Moates vividly recalled a pro scout coming to see him in Starkville, where he’d returned to finish his college playing days in 1946. His dream had been to play pro football.

“When we got finished with football that season, a knock came on my door at the athletic department. It was a representative from the San Francisco 49ers,” Moates said. “He said, ‘How would you like to play.’ I said I would love to play but (he said) in high school that they’re small, in college they get a little bit bigger and in the pros, he says, ‘You can’t touch their heads.’

“I laughed. He says, ‘I wouldn’t play if I was you.’ I thought it was over and I really wanted to play pro football. He talked me out of it.

“I still have my contract from the 49ers.”

His daughter, Angela Eberle, found that contract decades later in her parents’ attic. She framed it so you can see it front and back. You can still see the amount of money they offered Moates: $5,000.

“Shaquille O’Neal wouldn’t roll over in bed for that amount,” Eberle joked, but she knows that was darn good money in the 1940s.

A toast to life

Instead, her dad moved to New Jersey where Margaret’s parents lived. He worked at his father-in-law’s construction company until he retired 18 years ago.

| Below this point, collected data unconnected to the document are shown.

pub(crate) mod health;
pub(crate) mod metrics;
pub(crate) mod predict;

use axum::{
    Router,
    routing::{get, post},
};
use tower_http::trace::{DefaultMakeSpan, DefaultOnResponse, TraceLayer};
use tracing::Level;

use crate::app::AppState;

pub(crate) fn router(state: AppState) -> Router {
    let trace_layer = TraceLayer::new_for_http()
        .make_span_with(DefaultMakeSpan::new().level(Level::INFO))
        .on_response(DefaultOnResponse::new().level(Level::INFO));

    Router::new()
        .route("/health/ready", get(health::ready))
        .route("/health/live", get(health::live))
        .route("/metrics", get(metrics::exporter))
        .route("/predict", post(predict::predict_form))
        .route("/v1/predict", post(predict::predict_json))
        .layer(trace_layer)
        .with_state(state)
}
#![warn(clippy::all, clippy::pedantic)]
#![allow(clippy::module_name_repetitions)]

pub(crate) mod api;
pub mod app;
pub mod artifacts;
pub mod classification;
pub mod config;
pub mod error;
pub mod observability;
pub mod pipeline;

That’s a pretty full life. Jennings Moates has some stories he can tell, but there’s one other thing he remembered well about that day in November 1941, the day he scored to beat the hard-fighting Ole Miss squad. How do young heroes often celebrate such momentous occasions?

“I got drunk, I’ll tell you that,” he said. “You better believe it was a big deal.”

Nowadays, it’s politic to drink in moderation.

But a toast to William Jennings Bryan Moates seems in order the next time you’re out, to a life well- and long-lived.

7 Responses leave one →
  1. 2010 November 30
    Jackie Lentini permalink

    I loved reading this article about my dad, John Peter Godfrey’s uncle, Jennings Moates. What a wonderful story about a wonderful man.

    Jacqueline Godfrey

  2. 2010 December 1
    Cecilia Stringer permalink

    Thanks for the story Don. Jennings Moates was my mother’s uncle, and it was wonderful remembering his feats. Thanks again.

  3. 2010 December 1
    Don Hammack permalink

    You’re both very welcome. I really enjoyed working on that story and getting a chance to talk with Mr. Moates.

  4. 2013 February 27
    kevin doherty permalink

    i know bill i worked with him in the township of maplewood n.j. d.p.w he is a good man god bless him it was a honor to know him thank you kevin doherty

  5. 2014 October 11
    Storm Vanderzee permalink

    Jennings Moates was my grandfather. He was in fact a great man. He always knew how to make people smile. He loved to joke around with all of his family. Don I want to take the time to say Thank You for writing this article. It means a lit to me and my family. Thank You again.

  6. 2014 October 16
    Don Hammack permalink

    You’re very welcome. It was my pleasure.